Troops trap traffickers in rio slums
Brazilian soldiers and police exchanged gunfire with drug gang members holed up in a massive Rio de Janeiro slum complex Friday, but stood their ground, trapping the traffickers inside. About 800 troops are supporting a huge police offensive at the Alemao complex of shantytowns, an operation that came just a day after police took control of a nearby slum that also had been a gang stronghold. It appeared an invasion of Alemao, one of Rio's most dangerous slums, was imminent. "This is not the moment to circumvent risks, but rather to confront risks," said Brazilian Defense Minister Nelson Jobim.

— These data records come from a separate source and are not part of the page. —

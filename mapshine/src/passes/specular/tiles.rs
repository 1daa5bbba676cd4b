//! GPU state of per-tile specular overlays.
//!
//! [`TileOverlayBook`] owns the lifecycle, bands and transform sync; this
//! module adds one specular material and the tile's textures per overlay.
//! The occluder and the color mesh of a tile share the material, so both
//! resolve identical clip positions.

use std::sync::Arc;

use hashbrown::HashMap;
use mapshine_common::tiles::{OverlayMesh, OverlayState, TileOverlay};
use mapshine_common::uniforms::{MaterialId, SpecularMaterial, UniformSet, output_mode};
use mapshine_common::{BindOutcome, EffectResult, SpriteSnapshot, TileBinding, TileOverlayBook};

use crate::materials::GpuMaterialSet;
use crate::textures::GpuTexture;

/// Textures of a tile sprite.
#[derive(Debug, Clone)]
pub struct TileTextures {
    pub albedo: Arc<GpuTexture>,
    /// Tile-space specular mask; black fallback when absent.
    pub specular: Option<Arc<GpuTexture>>,
}

struct TileGpu {
    material: MaterialId,
    /// Cleared when the sprite's texture is swapped until the host
    /// supplies the new textures; the tile is not drawn meanwhile.
    textures: Option<TileTextures>,
}

/// A tile ready to draw this frame.
pub(super) struct TileDraw<'a> {
    pub material: MaterialId,
    pub textures: &'a TileTextures,
    pub depth_write: bool,
}

#[derive(Default)]
pub(super) struct TileOverlays {
    book: TileOverlayBook,
    gpu: HashMap<String, TileGpu>,
}

impl TileOverlays {
    pub fn bind(
        &mut self,
        device: &wgpu::Device,
        materials: &mut GpuMaterialSet<SpecularMaterial>,
        template: &SpecularMaterial,
        binding: TileBinding,
        textures: TileTextures,
    ) -> BindOutcome {
        let id = binding.id.clone();
        let outcome = self.book.bind(binding);
        let gpu = self.gpu.entry(id).or_insert_with(|| {
            let mut initial = *template;
            initial.pass.instance[0] = output_mode::TILE_OVERLAY;
            TileGpu {
                material: materials.create(device, initial),
                textures: None,
            }
        });
        gpu.textures = Some(textures);
        outcome
    }

    pub fn unbind(
        &mut self,
        materials: &mut GpuMaterialSet<SpecularMaterial>,
        id: &str,
    ) -> Option<TileOverlay> {
        if let Some(gpu) = self.gpu.remove(id) {
            materials.dispose(gpu.material);
        }
        self.book.unbind(id)
    }

    pub fn sync(&mut self, id: &str, sprite: &SpriteSnapshot) -> Option<BindOutcome> {
        let outcome = self.book.sync(id, sprite)?;
        if outcome == BindOutcome::Rebound
            && let Some(gpu) = self.gpu.get_mut(id)
        {
            tracing::debug!(tile = id, "tile texture swapped, awaiting new textures");
            gpu.textures = None;
        }
        Some(outcome)
    }

    /// Replaces a tile's textures. Returns false for unknown tiles.
    pub fn set_textures(&mut self, id: &str, textures: TileTextures) -> bool {
        match self.gpu.get_mut(id) {
            Some(gpu) => {
                gpu.textures = Some(textures);
                true
            }
            None => false,
        }
    }

    /// Writes each tile's transform, output mode and mask presence into its
    /// material. Tiles bind no roughness or normal map.
    pub fn write_materials(&self, set: &mut UniformSet<SpecularMaterial>) -> EffectResult<()> {
        for (id, gpu) in &self.gpu {
            let Some(overlay) = self.book.get(id) else {
                continue;
            };
            let has_specular = overlay.binding.has_specular_mask
                && gpu.textures.as_ref().is_some_and(|t| t.specular.is_some());
            let model = overlay.occluder.transform;
            set.update(gpu.material, |m| {
                m.pass.set_model(model);
                m.pass.instance[0] = output_mode::TILE_OVERLAY;
                m.pass.set_mask_presence(has_specular, false, false);
                Ok(())
            })?;
        }
        Ok(())
    }

    pub fn state(&self, id: &str) -> OverlayState {
        self.book.state(id)
    }

    /// Visible occluders in band order, skipping tiles without textures.
    pub fn occluder_draws(&self) -> Vec<TileDraw<'_>> {
        self.draws(self.book.occluder_draws())
    }

    /// Visible color meshes in band order, skipping tiles without textures.
    pub fn color_draws(&self) -> Vec<TileDraw<'_>> {
        self.draws(self.book.color_draws())
    }

    fn draws<'a>(
        &'a self,
        meshes: Vec<(&'a str, &'a OverlayMesh)>,
    ) -> Vec<TileDraw<'a>> {
        meshes
            .into_iter()
            .filter_map(|(id, mesh)| {
                let gpu = self.gpu.get(id)?;
                Some(TileDraw {
                    material: gpu.material,
                    textures: gpu.textures.as_ref()?,
                    depth_write: mesh.depth_write,
                })
            })
            .collect()
    }

    pub fn clear(&mut self, materials: &mut GpuMaterialSet<SpecularMaterial>) {
        for (_, gpu) in self.gpu.drain() {
            materials.dispose(gpu.material);
        }
        self.book.clear();
    }

    pub fn len(&self) -> usize {
        self.gpu.len()
    }
}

Soyuz brings back three astronauts
A Soyuz spacecraft carrying two Americans and a Russian from the International Space Station touched down on Friday in Kazakhstan in a landing that the Russian space program's chief described as ideal. The Russian capsule carrying astronauts Fyodor Yurchikhin, Shannon Walker and Douglas Wheelock landed in the sprawling steppes of the Central Asian nation about 3 1/2 hours after separating from the space station. Three crew members remain on the space station — American Scott Kelly and Russians Alexander Kaleri and Oleg Skripochka. They blasted off in early October.
Experts pull out of bombmaking site
Explosives experts have pulled out of a San Diego County home described as a virtual bombmaking factory because it's too dangerous to remove some of the materials discovered inside the rental property earlier this month. Operations at the Escondido home of George Djura Jakubec were suspended on Wednesday, the county Sheriff's Office said. Prosecutors have said the materials found at Jakubec's home in Escondido, about 20 miles north of San Diego, make up the largest amount of certain homemade explosives in one location in U.S. history. Jakubec, a 54-year-old unemployed software consultant, pleaded not guilty on Monday to illegally making and possessing explosives and to robbing banks. He remained jailed Friday on $5.1 million bail.
British blamed for Taliban impostor
A senior Afghan official has blamed the British secret service for bringing a Taliban impostor to take part in top-level peace talks with the Afghan government, newspapers reported Friday. The reports in U.S. and British newspapers follow the revelation that a man leading the Taliban side of peace talks with the Afghan government was impersonating former Taliban Cabinet minister Mullah Akhtar Muhammad Mansour. The Washington Post quoted Mohammad Omar Daudzai, President Hamid Karzai's chief of staff, as saying Thursday that British authorities brought the man to meet with Karzai in July or August.
WASHINGTON: Michael Stephen Bowden, 78, a South Carolina man with 17 guns in his home, has been arrested after telling a nurse and a U.S. Secret Service agent that he would like to shoot President Barack Obama.
EGYPT: Activists held rallies Friday to protest police violence, especially against candidates running in Sunday's parliamentary election.